Petit retour en terre BD aujourd'hui, une Bd à vous couper le
souffle tant elle ébouriffe par son originalité et la force de son
propos.
Max Winson, est une jeune joueur de tennis à qui tout a réussi.
Enfin, tout lui a réussi sur le plan sportif, car pour le reste, on
ne peut pas trop en juger. Depuis qu'il a 16 ans, il a tout gagné,
remporté tous les tournois auxquels il a participé. Il est numéro
1 mondial et rien ni personne ne semble en mesure d'inverser la
tendance. Malgré cette invincibilité, la foule continue de
l'admirer, ne semble pas attendre avec fébrilité où le champion
baissera la garde. Ce succès Max le doit sans doute à la l'exigence
démesurée de son père qui ne jure que par la perfection sportive.
Pourtant, cet équilibre que l'on croyait immuable pourrait bien
connaître quelques vacillements car ce père tyrannique est victime
d'une attaque cardiaque et doit laisser sa place à un nouvel
entraîneur pour le moins atypique.
Que ceux qui n'aiment pas le tennis, voire même le sport en général
ne tournent pas les talons à l'évocation de cette histoire. Ce
serait dommage car l'aventure graphique est foisonnante, riche,
originale et... saisissante. Jérémie Moreau fait preuve en tout cas
d'une inventivité incroyable tant dans son scénario que dans ses
dessins. Pour ma part j'ai été agréablement et profondément
surpris au détour des pages, comme cette fois où Max doit renvoyer
son quota de balles à une machine qui renferme son lit, ou encore
devant la nature terriblement déroutante et géniale des terrains
d'entraînement concoctés par son nouvel entraîneur. Je ne vous en
dis pas plus et vous laisse à la surprise de la découverte en ce
qui les concerne.
Par petites touches, le monde que dépeint Jérémie Moreau se
démarque du nôtre. Par moments on croirait presque avoir basculé
dans un univers totalement Carrollien, dans un pays des merveilles
sans Alice, mais avec Max Winson lequel doit faire face, passif
d'abord, à l'excentricité des uns, la roublardise des autres.

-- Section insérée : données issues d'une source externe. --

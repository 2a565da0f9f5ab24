use std::sync::atomic::{AtomicBool, Ordering};
use std::sync::Arc;

use tokio::sync::watch;

type EdgeCallback = Box<dyn Fn() + Send + Sync>;

/// Counts in-flight requests against the chain indexer.
///
/// Every outbound request takes a [`RequestToken`]; the token is released
/// when the response (or failure) has been fully processed. The `on_start`
/// callback fires on the 0→1 edge, `on_done` on the 1→0 edge. Work that
/// schedules follow-up requests must take the follow-up tokens before
/// releasing its own, so the idle edge only fires once the transitive
/// closure of requests has settled.
pub struct Synchronizer {
    counter: watch::Sender<usize>,
    on_start: EdgeCallback,
    on_done: EdgeCallback,
}

impl Synchronizer {
    pub fn new(
        on_start: impl Fn() + Send + Sync + 'static,
        on_done: impl Fn() + Send + Sync + 'static,
    ) -> Arc<Self> {
        let (counter, _) = watch::channel(0);
        Arc::new(Self {
            counter,
            on_start: Box::new(on_start),
            on_done: Box::new(on_done),
        })
    }

    /// Take a token for an outbound request.
    pub fn inc_requests(self: &Arc<Self>) -> RequestToken {
        let mut started = false;
        self.counter.send_modify(|count| {
            started = *count == 0;
            *count += 1;
        });
        // Edges are detected under the channel lock but the callbacks run
        // outside of it.
        if started {
            (self.on_start)();
        }
        RequestToken {
            synchronizer: self.clone(),
            released: AtomicBool::new(false),
        }
    }

    /// Wait until no requests are in flight. Returns immediately if the
    /// counter is already zero.
    pub async fn wait_idle(&self) {
        let mut receiver = self.counter.subscribe();
        receiver
            .wait_for(|count| *count == 0)
            .await
            .expect("sender lives as long as the synchronizer");
    }

    pub fn is_idle(&self) -> bool {
        *self.counter.borrow() == 0
    }

    fn release(&self) {
        let mut idle = false;
        self.counter.send_modify(|count| {
            *count = count
                .checked_sub(1)
                .expect("every release is paired with a prior inc");
            idle = *count == 0;
        });
        if idle {
            (self.on_done)();
        }
    }
}

/// Deferred release handle returned by [`Synchronizer::inc_requests`].
///
/// Releasing is idempotent; dropping an unreleased token releases it, so an
/// early-returning error path cannot wedge the barrier.
pub struct RequestToken {
    synchronizer: Arc<Synchronizer>,
    released: AtomicBool,
}

impl RequestToken {
    pub fn release(&self) {
        if !self.released.swap(true, Ordering::SeqCst) {
            self.synchronizer.release();
        }
    }
}

impl Drop for RequestToken {
    fn drop(&mut self) {
        self.release();
    }
}

#[cfg(test)]
mod tests {
    use super::*;
    use std::sync::atomic::AtomicUsize;
    use std::time::Duration;

    fn counting_synchronizer() -> (Arc<Synchronizer>, Arc<AtomicUsize>, Arc<AtomicUsize>) {
        let starts = Arc::new(AtomicUsize::new(0));
        let dones = Arc::new(AtomicUsize::new(0));
        let synchronizer = {
            let starts = starts.clone();
            let dones = dones.clone();
            Synchronizer::new(
                move || {
                    starts.fetch_add(1, Ordering::SeqCst);
                },
                move || {
                    dones.fetch_add(1, Ordering::SeqCst);
                },
            )
        };
        (synchronizer, starts, dones)
    }

    #[tokio::test]
    async fn edges_fire_once_per_busy_period() {
        let (synchronizer, starts, dones) = counting_synchronizer();

        let first = synchronizer.inc_requests();
        let second = synchronizer.inc_requests();
        assert_eq!(starts.load(Ordering::SeqCst), 1);
        assert_eq!(dones.load(Ordering::SeqCst), 0);

        first.release();
        assert_eq!(dones.load(Ordering::SeqCst), 0);
        second.release();
        assert_eq!(dones.load(Ordering::SeqCst), 1);

        // A new busy period raises a fresh pair of edges.
        let third = synchronizer.inc_requests();
        third.release();
        assert_eq!(starts.load(Ordering::SeqCst), 2);
        assert_eq!(dones.load(Ordering::SeqCst), 2);
    }

    #[tokio::test]
    async fn release_is_idempotent() {
        let (synchronizer, _, dones) = counting_synchronizer();

        let token = synchronizer.inc_requests();
        token.release();
        token.release();
        drop(token);

        assert_eq!(dones.load(Ordering::SeqCst), 1);
        assert!(synchronizer.is_idle());
    }

    #[tokio::test]
    async fn dropping_a_token_releases_it() {
        let (synchronizer, _, dones) = counting_synchronizer();

        {
            let _token = synchronizer.inc_requests();
        }

        assert!(synchronizer.is_idle());
        assert_eq!(dones.load(Ordering::SeqCst), 1);
    }

    #[tokio::test]
    async fn wait_idle_returns_immediately_when_idle() {
        let (synchronizer, _, _) = counting_synchronizer();

        tokio::time::timeout(Duration::from_secs(1), synchronizer.wait_idle())
            .await
            .expect("wait_idle on an idle synchronizer must not block");
    }

    #[tokio::test]
    async fn wait_idle_blocks_until_all_tokens_are_released() {
        let (synchronizer, _, _) = counting_synchronizer();

        let token = synchronizer.inc_requests();
        let waiter = {
            let synchronizer = synchronizer.clone();
            tokio::spawn(async move { synchronizer.wait_idle().await })
        };

        tokio::time::sleep(Duration::from_millis(50)).await;
        assert!(!waiter.is_finished());

        token.release();
        tokio::time::timeout(Duration::from_secs(1), waiter)
            .await
            .expect("waiter must wake up on the idle edge")
            .unwrap();
    }
}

Le
joug de tous.... ou presque.
L'occasion est là de mesurer l'impact de la tyrannie – tout est
dans le titre – de ces parents/entraîneurs qui s'inscrivent dans
le culte de la performance, d'un monde qui le cautionne d'une
certaine façon en contribuant à un autre culte, celui de la
personnalité. Ici, malgré les événements, malgré l'absence
imposée, la figure du père reste omniprésente. Elle qui ne
s'exprime qu'à travers cris, expectorations et vitupérations se
révèle jusque sur l'écran d'un téléphone mobile ou les
feuillages du jardin familial. Elle n'emprunte jamais la voix de la
compassion ou de l'amour. L'enfant, Max, n'est qu'un objet, la
représentation d'une vanité transposée.
Et l'homme-enfant émeut. Il fascine aussi aussi par la force brute
qui émane de lui, une force cachant en réalité une grande
fragilité, une personnalité qui ne demande qu'à s'éveiller. Ou
bien encore à prendre conscience de la condition dans laquelle on
l'a placé, pour mieux s'en affranchir. Seulement, le conditionnement
paraît de taille.
Tout ceci, et bien d'autres choses encore se dessinent dans les
planches de cette BD aux dominantes grises, noires et blanches, dans
des cases oscillant entre décomposition, déstructuration et
rigueur. A l'image des remous intérieurs de Max Winson, tiraillé
entre conscience et devoir, entre ce qu'on a fait de lui et celui
qu'il rêve sans doute de devenir.
Max Winson. Tome 1, La Tyrannie, de Jérémie Moreau, éditions Delcourt (encrages), 2014, 160 p.